Love the lighting, pose looks to awkward and unnatural for me. Just my opinion though...


----------



## BernieSC (Apr 21, 2008)

Nice shot, anytime the hands start moving to far below you risk that gray area of erotic, or pornish shot.  Not in this case though.

Gotta say too, that photo along with your avatar is hilarous LOL


----------



## lena5538 (Apr 22, 2008)

come on! it is not porn! dont be silly!


----------



## Roger (Apr 22, 2008)

craig said:


> Love it! Beautiful light and excellent form on the model. The box and her hand are an interesting choice. Not quite erotic, but very thought provoking.
> 
> Love & Bass



this pretty much sums up my thoughts....only to add the words that come to mind about the image is freedom of self expression and self protection.


----------



## Chris of Arabia (Apr 22, 2008)

Can't help feeling it's short of a few squares of toilet tissue...


----------



## crazyjackphoto (Apr 22, 2008)

very nice shot, lighting is great.  However, IMO I'd like it to be more abstract, or geometric perhaps more direct angle so that the triangle & square are more defined.


----------



## flipstylephoto (Apr 23, 2008)

ahhh...doesn't look porny at all to me. If her hand was coming from underneath between her legs, THAT would look porny to me.  Now WTF is porny anyway?  that's not a word right? lol.

 BUT  I don't like the hand placement all that much.  Personally, I would have had both hands on the box, increase the blacks to hide the "sunshine" part and voila!  Sexy, not awkward yet concealing as to not offend the "easily" offended.

As far as technical...I think it's lit perfect.  I'd like to see more of the series.


----------



## JCleveland (Apr 24, 2008)

I also have the feeling of porn\wiping.. I just don't get the feel of sensuality, curvature, womanly. it seems quite sterile. Perhaps I just don't get it?


----------



## JCleveland (Apr 24, 2008)

flipstylephoto said:


> I don't like the hand placement all that much.  Personally, I would have had both hands on the box, increase the blacks to hide the "sunshine" part and voila!  .

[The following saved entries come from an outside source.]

mod common;

use assert_matches::assert_matches;
use common::{order_request, TestApp};
use rust_decimal_macros::dec;
use storefront_orders::{
    errors::{ErrorKind, ServiceError},
    models::{OrderStatus, PaymentStatus},
    services::{
        orders::TransitionOrderRequest,
        payments::{PaymentEvent, PaymentOutcome},
    },
};
use uuid::Uuid;

#[tokio::test]
async fn confirmation_completes_payment_and_confirms_order() {
    let app = TestApp::new().await;
    let product = app.seed_product("PHONE", dec!(300), dec!(0), 5).await;
    let buyer = app.customer();
    let order = app
        .orders
        .create_order(order_request(buyer, &[(product.id, 1)]))
        .await
        .unwrap()
        .order;

    let confirmed = app
        .payments
        .reconcile_payment(PaymentEvent {
            order_id: order.id,
            user_id: buyer,
            provider_reference: Some("pi_3Nx".into()),
            outcome: PaymentOutcome::Confirmed,
        })
        .await
        .unwrap();
    assert_eq!(confirmed.status, OrderStatus::Confirmed);
    assert_eq!(confirmed.payment_status, PaymentStatus::Completed);
    assert_eq!(confirmed.transaction_id.as_deref(), Some("pi_3Nx"));
    assert!(confirmed.paid_at.is_some());

    let history = app.history(order.id).await;
    assert_eq!(history.last().map(|h| h.status), Some(OrderStatus::Confirmed));

    let again = app
        .payments
        .on_payment_confirmed(order.id, buyer, Some("pi_3Nx".into()))
        .await
        .unwrap_err();
    assert_matches!(again, ServiceError::Conflict(_));
    assert_eq!(again.kind(), ErrorKind::Conflict);
    assert_eq!(app.history(order.id).await.len(), history.len());
}

#[tokio::test]
async fn confirmation_after_processing_keeps_status() {
    let app = TestApp::new().await;
    let product = app.seed_product("TABLET", dec!(250), dec!(0), 5).await;
    let buyer = app.customer();
    let order = app
        .orders
        .create_order(order_request(buyer, &[(product.id, 1)]))
        .await
        .unwrap()
        .order;
    app.orders
        .transition_order(
            order.id,
            TransitionOrderRequest {
                target: OrderStatus::Processing,
                note: None,
                actor_id: app.admin_id,
                shipment: None,
            },
        )
        .await
        .unwrap();

    let paid = app
        .payments
        .on_payment_confirmed(order.id, buyer, None)
        .await
        .unwrap();
    assert_eq!(paid.status, OrderStatus::Processing);
    assert_eq!(paid.payment_status, PaymentStatus::Completed);
}

#[tokio::test]
async fn failure_cancels_and_releases_stock() {
    let app = TestApp::new().await;
    let product = app.seed_product("CAMERA", dec!(500), dec!(0), 2).await;
    let buyer = app.customer();
    let order = app
        .orders
        .create_order(order_request(buyer, &[(product.id, 2)]))
        .await
        .unwrap()
        .order;
    assert_eq!(app.product(product.id).await.stock, 0);

    let cancelled = app
        .payments
        .reconcile_payment(PaymentEvent {
            order_id: order.id,
            user_id: buyer,
            provider_reference: None,
            outcome: PaymentOutcome::Failed {
                reason: "card declined".into(),
            },
        })
        .await
        .unwrap();
    assert_eq!(cancelled.status, OrderStatus::Cancelled);
    assert_eq!(cancelled.payment_status, PaymentStatus::Failed);
    assert_eq!(
        cancelled.cancellation_reason.as_deref(),
        Some("payment failed: card declined")
    );
    assert_eq!(app.product(product.id).await.stock, 2);

    let history = app.history(order.id).await;
    let last = history.last().unwrap();
    assert_eq!(last.status, OrderStatus::Cancelled);
    assert_eq!(last.note.as_deref(), Some("payment failed: card declined"));
}

#[tokio::test]
async fn failure_on_shipped_order_is_an_invalid_transition() {
    let app = TestApp::new().await;
    let product = app.seed_product("DRONE", dec!(700), dec!(0), 1).await;
    let buyer = app.customer();
    let order = app
        .orders
        .create_order(order_request(buyer, &[(product.id, 1)]))
        .await
        .unwrap()
        .order;
    for target in [OrderStatus::Processing, OrderStatus::Shipped] {
        app.orders
            .transition_order(
                order.id,
                TransitionOrderRequest {
                    target,
                    note: None,
                    actor_id: app.admin_id,
                    shipment: None,
                },
            )
            .await
            .unwrap();
    }
    let before = app.orders.get_order(order.id, buyer).await.unwrap().order;

    assert_matches!(
        app.payments
            .on_payment_failed(order.id, buyer, "chargeback".into())
            .await,
        Err(ServiceError::InvalidTransition {
            from: OrderStatus::Shipped,
            to: OrderStatus::Cancelled
        })
    );
    let after = app.orders.get_order(order.id, buyer).await.unwrap().order;
    assert_eq!(after, before);
}

#[tokio::test]
async fn requester_must_own_the_order() {
    let app = TestApp::new().await;
    let product = app.seed_product("WATCH", dec!(199), dec!(0), 3).await;
    let buyer = app.customer();
    let stranger = app.customer();
    let order = app
        .orders
        .create_order(order_request(buyer, &[(product.id, 1)]))
        .await
        .unwrap()
        .order;

    assert_matches!(
        app.payments
            .on_payment_confirmed(order.id, stranger, Some("pi_x".into()))
            .await,
        Err(ServiceError::Forbidden(_))
    );
    let untouched = app.orders.get_order(order.id, buyer).await.unwrap().order;
    assert_eq!(untouched.payment_status, PaymentStatus::Pending);
    assert_eq!(untouched.version, order.version);

    assert_matches!(
        app.payments
            .on_payment_confirmed(Uuid::new_v4(), buyer, None)
            .await,
        Err(ServiceError::NotFound(_))
    );

    // Admins may reconcile on a customer's behalf.
    let confirmed = app
        .payments
        .on_payment_confirmed(order.id, app.admin_id, Some("pi_admin".into()))
        .await
        .unwrap();
    assert_eq!(confirmed.status, OrderStatus::Confirmed);
}
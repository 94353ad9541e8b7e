//! Product store as seen by the order core.
//!
//! The free functions take any [`ConnectionTrait`] so the ledger can run them
//! on a pool or inside an open transaction.

use chrono::Utc;
use rust_decimal::Decimal;
use sea_orm::{
    sea_query::Expr, ActiveModelTrait, ColumnTrait, ConnectionTrait, EntityTrait, QueryFilter, Set,
};
use serde::{Deserialize, Serialize};
use std::sync::Arc;
use tracing::{info, instrument};
use uuid::Uuid;
use validator::{Validate, ValidationError};

use crate::{
    db::DbPool,
    entities::product::{self, Entity as ProductEntity},
    errors::ServiceError,
    models::ProductStatus,
};

pub async fn get_product<C: ConnectionTrait>(
    conn: &C,
    id: Uuid,
) -> Result<Option<product::Model>, ServiceError> {
    Ok(ProductEntity::find_by_id(id).one(conn).await?)
}

/// Decrements stock and bumps sold_count only when at least `quantity` units
/// are on hand. Returns whether the row was updated.
pub async fn conditional_decrement_stock<C: ConnectionTrait>(
    conn: &C,
    id: Uuid,
    quantity: i32,
) -> Result<bool, ServiceError> {
    let result = ProductEntity::update_many()
        .col_expr(
            product::Column::Stock,
            Expr::col(product::Column::Stock).sub(quantity),
        )
        .col_expr(
            product::Column::SoldCount,
            Expr::col(product::Column::SoldCount).add(quantity),
        )
        .col_expr(product::Column::UpdatedAt, Expr::value(Utc::now()))
        .filter(product::Column::Id.eq(id))
        .filter(product::Column::Stock.gte(quantity))
        .exec(conn)
        .await?;
    Ok(result.rows_affected == 1)
}

/// Returns `quantity` units to stock and takes them off sold_count.
pub async fn increment_stock<C: ConnectionTrait>(
    conn: &C,
    id: Uuid,
    quantity: i32,
) -> Result<(), ServiceError> {
    let result = ProductEntity::update_many()
        .col_expr(
            product::Column::Stock,
            Expr::col(product::Column::Stock).add(quantity),
        )
        .col_expr(
            product::Column::SoldCount,
            Expr::col(product::Column::SoldCount).sub(quantity),
        )
        .col_expr(product::Column::UpdatedAt, Expr::value(Utc::now()))
        .filter(product::Column::Id.eq(id))
        .exec(conn)
        .await?;
    if result.rows_affected == 0 {
        return Err(ServiceError::NotFound(format!("Product {} not found", id)));
    }
    Ok(())
}

#[derive(Debug, Clone, Serialize, Deserialize, Validate)]
pub struct NewProduct {
    #[validate(length(min = 1, max = 255))]
    pub name: String,
    #[validate(length(min = 1, max = 100))]
    pub sku: String,
    pub image: Option<String>,
    #[validate(custom = "validate_money")]
    pub price: Decimal,
    #[validate(custom = "validate_tax_rate")]
    pub tax_rate: Decimal,
    #[validate(range(min = 0))]
    pub stock: i32,
    #[validate(range(min = 0))]
    pub low_stock_threshold: i32,
    pub category_id: Option<Uuid>,
}

/// Prices are whole cents; `12.500` is fine, `9.995` is not.
fn validate_money(value: &Decimal) -> Result<(), ValidationError> {
    if value.is_sign_negative() {
        return Err(ValidationError::new("negative_amount"));
    }
    if value.normalize().scale() > 2 {
        return Err(ValidationError::new("sub_cent_amount"));
    }
    Ok(())
}

fn validate_tax_rate(value: &Decimal) -> Result<(), ValidationError> {
    if value.is_sign_negative() || *value > Decimal::ONE_HUNDRED {
        return Err(ValidationError::new("tax_rate_out_of_range"));
    }
    Ok(())
}

/// Admin-side catalog writes the order core needs for seeding and tests.
#[derive(Clone)]
pub struct CatalogService {
    db_pool: Arc<DbPool>,
}

impl CatalogService {
    pub fn new(db_pool: Arc<DbPool>) -> Self {
        Self { db_pool }
    }

    #[instrument(skip(self, request), fields(sku = %request.sku))]
    pub async fn create_product(&self, request: NewProduct) -> Result<product::Model, ServiceError> {
        request.validate()?;

        let now = Utc::now();
        let model = product::ActiveModel {
            id: Set(Uuid::new_v4()),
            name: Set(request.name),
            sku: Set(request.sku),
            image: Set(request.image),
            price: Set(request.price),
            tax_rate: Set(request.tax_rate),
            stock: Set(request.stock),
            sold_count: Set(0),
            low_stock_threshold: Set(request.low_stock_threshold),
            status: Set(ProductStatus::Active),
            category_id: Set(request.category_id),
            created_at: Set(now),
            updated_at: Set(now),
        }
        .insert(&*self.db_pool)
        .await?;

        info!(product_id = %model.id, "Product created");
        Ok(model)
    }

    pub async fn get_product(&self, id: Uuid) -> Result<product::Model, ServiceError> {
        get_product(&*self.db_pool, id)
            .await?
            .ok_or_else(|| ServiceError::NotFound(format!("Product {} not found", id)))
    }

    #[instrument(skip(self))]
    pub async fn set_status(
        &self,
        id: Uuid,
        status: ProductStatus,
    ) -> Result<product::Model, ServiceError> {
        let existing = self.get_product(id).await?;
        let mut active: product::ActiveModel = existing.into();
        active.status = Set(status);
        active.updated_at = Set(Utc::now());
        Ok(active.update(&*self.db_pool).await?)
    }
}
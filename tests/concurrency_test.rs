//! Racing checkouts and transitions must never oversell stock, over-redeem a
//! coupon, or let two writers both win on one order.

mod common;

use assert_matches::assert_matches;
use common::{order_request, TestApp};
use futures::future::join_all;
use rust_decimal_macros::dec;
use storefront_orders::{
    errors::ServiceError,
    models::{CouponType, OrderStatus},
    services::orders::TransitionOrderRequest,
};

#[tokio::test]
async fn last_units_go_to_exactly_one_buyer() {
    let app = TestApp::new().await;
    let product = app.seed_product("LIMITED", dec!(60), dec!(0), 3).await;

    let mut tasks = Vec::new();
    for _ in 0..2 {
        let orders = app.orders.clone();
        let request = order_request(app.customer(), &[(product.id, 2)]);
        tasks.push(tokio::spawn(async move { orders.create_order(request).await }));
    }

    let mut placed = 0;
    let mut short = 0;
    for result in join_all(tasks).await {
        match result.expect("task panicked") {
            Ok(_) => placed += 1,
            Err(ServiceError::InsufficientStock(_)) => short += 1,
            Err(other) => panic!("unexpected error: {other}"),
        }
    }
    assert_eq!((placed, short), (1, 1));

    let after = app.product(product.id).await;
    assert_eq!(after.stock, 1);
    assert_eq!(after.sold_count, 2);
}

#[tokio::test]
async fn coupon_limit_holds_under_concurrent_redemption() {
    let app = TestApp::new().await;
    let product = app.seed_product("GADGET", dec!(25), dec!(0), 100).await;
    let mut request = TestApp::new_coupon("FLASH3", CouponType::Fixed, dec!(5));
    request.usage_limit = Some(3);
    let coupon = app.seed_coupon(request).await;

    let mut tasks = Vec::new();
    for _ in 0..8 {
        let orders = app.orders.clone();
        let mut request = order_request(app.customer(), &[(product.id, 1)]);
        request.coupon_code = Some("FLASH3".into());
        tasks.push(tokio::spawn(async move { orders.create_order(request).await }));
    }

    let mut redeemed = 0;
    for result in join_all(tasks).await {
        match result.expect("task panicked") {
            Ok(details) => {
                assert_eq!(details.order.discount.round_dp(2), dec!(5.00));
                redeemed += 1;
            }
            Err(err) => assert_matches!(err, ServiceError::CouponRejected { .. }),
        }
    }
    assert_eq!(redeemed, 3);

    let stored = app.coupons.get_coupon("FLASH3").await.unwrap();
    assert_eq!(stored.coupon.used_count, 3);
    assert_eq!(app.coupon_usage_count(coupon.id).await, 3);
    // Rejected checkouts kept no stock.
    assert_eq!(app.product(product.id).await.stock, 97);
}

#[tokio::test]
async fn per_user_limit_holds_for_parallel_checkouts_by_one_user() {
    let app = TestApp::new().await;
    let product = app.seed_product("WIDGET", dec!(10), dec!(0), 100).await;
    let coupon = app
        .seed_coupon(TestApp::new_coupon("ONCE", CouponType::Percentage, dec!(20)))
        .await;
    let buyer = app.customer();

    let mut tasks = Vec::new();
    for _ in 0..4 {
        let orders = app.orders.clone();
        let mut request = order_request(buyer, &[(product.id, 1)]);
        request.coupon_code = Some("ONCE".into());
        tasks.push(tokio::spawn(async move { orders.create_order(request).await }));
    }

    let mut redeemed = 0;
    for task in tasks {
        if task.await.expect("task panicked").is_ok() {
            redeemed += 1;
        }
    }
    assert_eq!(redeemed, 1);
    assert_eq!(app.coupon_usage_count(coupon.id).await, 1);
}

#[tokio::test]
async fn racing_cancel_and_ship_resolve_to_one_state() {
    let app = TestApp::new().await;
    let product = app.seed_product("BIKE", dec!(400), dec!(0), 2).await;
    let buyer = app.customer();
    let admin = app.admin_id;
    let order = app
        .orders
        .create_order(order_request(buyer, &[(product.id, 1)]))
        .await
        .unwrap()
        .order;
    app.orders
        .transition_order(
            order.id,
            TransitionOrderRequest {
                target: OrderStatus::Processing,
                note: None,
                actor_id: admin,
                shipment: None,
            },
        )
        .await
        .unwrap();

    let cancel = {
        let orders = app.orders.clone();
        tokio::spawn(async move {
            orders
                .cancel_order(order.id, "found it cheaper".into(), buyer)
                .await
        })
    };
    let ship = {
        let orders = app.orders.clone();
        tokio::spawn(async move {
            orders
                .transition_order(
                    order.id,
                    TransitionOrderRequest {
                        target: OrderStatus::Shipped,
                        note: None,
                        actor_id: admin,
                        shipment: None,
                    },
                )
                .await
        })
    };

    let outcomes = [
        cancel.await.expect("task panicked"),
        ship.await.expect("task panicked"),
    ];
    let winners = outcomes.iter().filter(|r| r.is_ok()).count();
    assert_eq!(winners, 1);
    for outcome in &outcomes {
        if let Err(err) = outcome {
            assert_matches!(
                err,
                ServiceError::InvalidTransition { .. } | ServiceError::ConcurrentModification(_)
            );
        }
    }

    let final_order = app.orders.get_order(order.id, admin).await.unwrap().order;
    let expected_stock = match final_order.status {
        OrderStatus::Cancelled => 2,
        OrderStatus::Shipped => 1,
        other => panic!("unexpected final status {other}"),
    };
    assert_eq!(app.product(product.id).await.stock, expected_stock);
    assert_eq!(app.history(order.id).await.len(), 3);
}
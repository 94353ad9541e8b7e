use sea_orm::entity::prelude::*;
use serde::{Deserialize, Serialize};
use uuid::Uuid;

use crate::models::CouponTargetKind;

/// One entry of a coupon scoping list (product, category or user id).
#[derive(Clone, Debug, PartialEq, Eq, DeriveEntityModel, Serialize, Deserialize)]
#[sea_orm(table_name = "coupon_targets")]
pub struct Model {
    #[sea_orm(primary_key, auto_increment = false)]
    pub id: Uuid,
    pub coupon_id: Uuid,
    pub kind: CouponTargetKind,
    pub target_id: Uuid,
}

#[derive(Copy, Clone, Debug, EnumIter, DeriveRelation)]
pub enum Relation {
    #[sea_orm(
        belongs_to = "super::coupon::Entity",
        from = "Column::CouponId",
        to = "super::coupon::Column::Id"
    )]
    Coupon,
}

impl Related<super::coupon::Entity> for Entity {
    fn to() -> RelationDef {
        Relation::Coupon.def()
    }
}

impl ActiveModelBehavior for ActiveModel {}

I think changing those aspects would greatly improve the shot to get rid of that "porny" \ "wiping" look


----------



## AniNic (Apr 24, 2008)

Well, I definitely don't think "PORN!!!" when I look at this, but I am also not thinking "ART!!!". I think it is because her pose and the whole hand positioning looks very awkward. I do like the lighting...if she were just...posed differently. 


I must say...I love the work on your site. Some gorgeous photos there. :sillysmi:


----------